3 Results and discussion

For OH⁻(H₂O)₄, previous calculations have shown that the three coordinated isomer I and the four coordinated isomer II (see Figure 1) are isoenergetic using high level quantum chemistry calculations [11,21]. In Figure 1, we present the OH stretching modes which we explicitly coupled in our LM-nD calculation. For isomer I, the three IHB OH (light blue) in the first solvation shell; three OH stretching modes in the second solvation shell (purple); two free OH stretching vibration (light green) in the first solvation shell; and the hydroxide stretching vibrations. We will name the two waters on the left and right sides which are donating a hydrogen bond to the OH⁻ and accepting a hydrogen bond from the second solvation shell water as donor acceptor (DA) H₂O. On the other hand, for the water molecule in the center which is donating a hydrogen bond both to the OH⁻ and the second solvation shell water, we will use the notion DD H₂O. For isomer II, we used the four IHB OH (light blue); the four free OH (light green); and the hydroxide stretching vibration for LM-nD calculations. In this model, we ignore the intramolecular coupling of the two OH stretching vibrations in the same water molecule. In our first paper [21], we compared the simple LM-1D model, where all OH oscillators are independent, versus the local monomer unit model, where two OH stretching and one bending modes in a water molecular were explicitly coupled. It was shown that this intramolecular coupling only causes a 20 cm⁻¹ shift for the IHB OH stretching peaks in OH⁻(H₂O)₃ and OH⁻(H₂O)₄. On the other hand, in our second paper [31], we found that intermolecular coupling of the IHB OH stretching modes of different first solvation shell waters can cause the peaks to shift by 200 cm⁻¹ for OH⁻(H₂O)₃. Thereby in the present paper, we will directly couple the IHB OH on different water molecules and ignore the intramolecular coupling to the free OH in the same water. The obtained peak positions are summarized in Tables 1 and 2.

Figure 1.

 Schematics of OH⁻(H₂O)₄ (a) isomer I, and (b) isomer II. The OH vibrations that were explicitly coupled in the vibrational calculation are represented with color coded arrows.

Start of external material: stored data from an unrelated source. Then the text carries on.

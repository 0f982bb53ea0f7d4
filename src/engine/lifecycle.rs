use uuid::Uuid;

use crate::error::AppError;
use crate::models::booking::{Booking, BookingStatus, DriverSnapshot};
use crate::models::user::{User, UserRole};

#[derive(Debug, Clone, PartialEq)]
pub enum BookingEvent {
    Accept(DriverSnapshot),
    Reject,
    StartJourney,
    MarkArrived,
    StartTransport,
    Complete,
    Cancel,
}

impl BookingEvent {
    pub fn verb(&self) -> &'static str {
        match self {
            BookingEvent::Accept(_) => "accept",
            BookingEvent::Reject => "reject",
            BookingEvent::StartJourney => "start the journey for",
            BookingEvent::MarkArrived => "mark arrival for",
            BookingEvent::StartTransport => "start transport for",
            BookingEvent::Complete => "complete",
            BookingEvent::Cancel => "cancel",
        }
    }
}

/// Who fires an event. Resolved from the caller's user profile.
#[derive(Debug, Clone, PartialEq)]
pub enum Actor {
    Patient { user_id: Uuid },
    Driver(DriverSnapshot),
}

impl Actor {
    pub fn from_user(user: &User) -> Self {
        match user.role {
            UserRole::Patient => Actor::Patient { user_id: user.id },
            UserRole::Driver => Actor::Driver(DriverSnapshot {
                driver_id: user.id,
                name: user.name.clone(),
                phone: user.phone.clone(),
                vehicle_number: user.vehicle_number.clone(),
            }),
        }
    }

    pub fn id(&self) -> Uuid {
        match self {
            Actor::Patient { user_id } => *user_id,
            Actor::Driver(driver) => driver.driver_id,
        }
    }
}

fn invalid(from: BookingStatus, event: &BookingEvent) -> AppError {
    AppError::InvalidTransition {
        from,
        event: event.verb().to_string(),
    }
}

/// Pure transition table. Knows nothing about actors or driver binding.
pub fn next_status(current: BookingStatus, event: &BookingEvent) -> Result<BookingStatus, AppError> {
    use BookingStatus::*;

    if current.is_terminal() {
        return Err(invalid(current, event));
    }

    match (current, event) {
        (Pending, BookingEvent::Accept(_)) => Ok(Accepted),
        (Pending, BookingEvent::Reject) => Ok(Cancelled),
        (Accepted, BookingEvent::StartJourney) => Ok(OnTheWay),
        (OnTheWay, BookingEvent::MarkArrived) => Ok(Arrived),
        (Arrived, BookingEvent::StartTransport) => Ok(InTransit),
        (InTransit, BookingEvent::Complete) => Ok(Completed),
        (_, BookingEvent::Cancel) => Ok(Cancelled),
        _ => Err(invalid(current, event)),
    }
}

/// Returns the booking after `event`, leaving the input untouched.
pub fn apply(booking: &Booking, event: BookingEvent) -> Result<Booking, AppError> {
    if booking.status.is_terminal() {
        return Err(invalid(booking.status, &event));
    }
    if matches!(event, BookingEvent::Accept(_)) && booking.driver_id.is_some() {
        return Err(AppError::AlreadyAssigned(booking.id));
    }

    let mut updated = booking.clone();
    updated.status = next_status(booking.status, &event)?;

    if let BookingEvent::Accept(driver) = event {
        updated.driver_id = Some(driver.driver_id);
        updated.driver_name = Some(driver.name);
        updated.driver_phone = Some(driver.phone);
        updated.vehicle_number = driver.vehicle_number;
    }

    Ok(updated)
}

/// Patients may only cancel their own bookings. Drivers accept or reject any
/// pending booking and drive every other event on bookings bound to them.
pub fn authorize(actor: &Actor, booking: &Booking, event: &BookingEvent) -> Result<(), AppError> {
    match actor {
        Actor::Patient { user_id } => match event {
            BookingEvent::Cancel if booking.user_id == *user_id => Ok(()),
            BookingEvent::Cancel => Err(AppError::Forbidden(format!(
                "booking {} belongs to another patient",
                booking.id
            ))),
            _ => Err(AppError::Forbidden(
                "patients may only cancel their own bookings".to_string(),
            )),
        },
        Actor::Driver(driver) => match event {
            BookingEvent::Accept(snapshot) if snapshot.driver_id != driver.driver_id => Err(
                AppError::Forbidden("drivers accept bookings only for themselves".to_string()),
            ),
            BookingEvent::Accept(_) | BookingEvent::Reject => Ok(()),
            _ if booking.driver_id == Some(driver.driver_id) => Ok(()),
            _ => Err(AppError::Forbidden(format!(
                "booking {} is not assigned to this driver",
                booking.id
            ))),
        },
    }
}

/// Maps a requested target status onto the event that reaches it.
pub fn event_for_target(
    actor: &Actor,
    current: BookingStatus,
    target: BookingStatus,
) -> Result<BookingEvent, AppError> {
    let event = match target {
        BookingStatus::Pending => {
            return Err(AppError::Validation(
                "a booking cannot be moved back to pending".to_string(),
            ));
        }
        BookingStatus::Accepted => match actor {
            Actor::Driver(driver) => BookingEvent::Accept(driver.clone()),
            Actor::Patient { .. } => {
                return Err(AppError::Forbidden(
                    "only drivers can accept bookings".to_string(),
                ));
            }
        },
        BookingStatus::OnTheWay => BookingEvent::StartJourney,
        BookingStatus::Arrived => BookingEvent::MarkArrived,
        BookingStatus::InTransit => BookingEvent::StartTransport,
        BookingStatus::Completed => BookingEvent::Complete,
        BookingStatus::Cancelled => match actor {
            Actor::Driver(_) if current == BookingStatus::Pending => BookingEvent::Reject,
            _ => BookingEvent::Cancel,
        },
    };

    Ok(event)
}
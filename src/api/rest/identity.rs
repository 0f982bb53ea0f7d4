use std::sync::Arc;

use async_trait::async_trait;
use axum::extract::FromRequestParts;
use axum::http::request::Parts;
use uuid::Uuid;

use crate::error::AppError;
use crate::models::user::User;
use crate::state::AppState;

pub const USER_ID_HEADER: &str = "x-user-id";

/// The registered user named by the `x-user-id` header.
pub struct Caller(pub User);

#[async_trait]
impl FromRequestParts<Arc<AppState>> for Caller {
    type Rejection = AppError;

    async fn from_request_parts(
        parts: &mut Parts,
        state: &Arc<AppState>,
    ) -> Result<Self, Self::Rejection> {
        let raw = parts
            .headers
            .get(USER_ID_HEADER)
            .ok_or_else(|| AppError::Unauthorized(format!("missing {USER_ID_HEADER} header")))?;

        let id = raw
            .to_str()
            .ok()
            .and_then(|value| Uuid::parse_str(value.trim()).ok())
            .ok_or_else(|| AppError::Unauthorized(format!("malformed {USER_ID_HEADER} header")))?;

        match state.users.get(id).await {
            Ok(user) => Ok(Caller(user)),
            Err(AppError::NotFound(_)) => Err(AppError::Unauthorized(format!("unknown user {id}"))),
            Err(err) => Err(err),
        }
    }
}

impl Caller {
    pub fn require_self(&self, id: Uuid) -> Result<(), AppError> {
        if self.0.id != id {
            return Err(AppError::Forbidden(
                "users may only manage their own profile".to_string(),
            ));
        }
        Ok(())
    }
}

Table 1.  Peak position in cm⁻¹ and absorption intensity, in km mol⁻¹, for OH⁻(H₂O)₄ isomer I were calculated using B3LYP/6-31+G (d,p).

Assignment	Peak position	Intensity
IHB OH (antisymmetric combination of two DA waters in the side)	2028	2471
IHB OH (symmetric combination of two DA waters in the side)	2233	1230
IHB OH (central DD water)	3112	826
Second solvation (symmetric)	3345	340
Second solvation (antisymmetric)	3378	180
Free OH (symmetric combination of two DA waters in the side)	3705	7
Free OH (antisymmetric combination of two DA waters in the side)	3705	8
OH−	3715	2

Table 2.  Peak position in cm⁻¹ and absorption intensity, in km mol⁻¹, for OH⁻(H₂O)₄ isomer II were calculated using B3LYP/6-31+G (d,p).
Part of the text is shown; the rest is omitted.